One day aftergrading 19 technology companies on their energy consumption, Greenpeace flew a 135-foot-long blimp -- called a "thermal airship" -- over Silicon Valley to hammer home its message from a few thousand feet above the morning commute.
"We'll definitely be trying to fly over the Bay Area again next week, weather permitting, and then beyond that," said organization spokesman David Pomerantz . He said Greenpeace did not want to telegraph its next move but added that it intended "to use all the tools at our disposal both to applaud companies leading the way building the green Internet and those who are falling behind."

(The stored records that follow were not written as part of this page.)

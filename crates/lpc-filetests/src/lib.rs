//! File-based tests for the shader IR and the interface linker.
//!
//! Similar to Cranelift's filetests, these tests read `.glir` files that contain:
//! - A test command (e.g., `test cat`, `test inouts`, `test transform ...`, `test link`)
//! - Shaders to test, in the s-expression text form
//! - Expected output or filecheck directives in `;` comments after each shader

pub mod filecheck;
pub mod parser;

mod test_cat;
mod test_inouts;
mod test_link;
mod test_transform;

pub use filecheck::{check_output, has_filecheck_directives, match_filecheck};
pub use parser::{parse_test_file, TestCase};

/// Run every case of a test file with the runner its `test` line names.
pub fn run_tests_from_file(content: &str) {
    let command = content
        .lines()
        .map(str::trim)
        .find(|line| line.starts_with("test "))
        .unwrap_or_else(|| panic!("test file has no `test` command"));
    match command.split_whitespace().nth(1) {
        Some("cat") => test_cat::run_tests_from_file(content),
        Some("inouts") => test_inouts::run_tests_from_file(content),
        Some("transform") => test_transform::run_tests_from_file(content),
        Some("link") => test_link::run_tests_from_file(content),
        _ => panic!("Unknown test command: {}", command),
    }
}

Greenpeace's report, "Clicking Clean: How Companies are Creating the Green Internet," awarded its worst ranking to Amazon, which runs Amazon Web Services (AWS), when it came to the use of "dirty" energy, a category that includes nuclear and coal power, to run its data centers.
One side of the craft carried the writing "Building the Green Internet" along with logos of Apple, Facebook, and Google. On the other side, it carried the question "Who's Next to Go Green?" with the message #clickclean below the logos of Amazon, Twitter, Netflix, and Pinterest. In its report, Greenpeace said that those four companies powered their operations with polluting energy.
"It's not that they're bad companies," Pomerantz said. "We love their services. What we want to point out is that there's no reason they can't be leading the way."
Amazon disputed Greenpeace's claims. Netflix declined to comment. In a statement, Twitter said that it "believes strongly in energy efficiency and optimization of resources for minimal environmental impact. As we build out our infrastructure, we continue to strive for even greater efficiency of operations."
We've also contacted Pinterest for comment and will update this post when we have more information.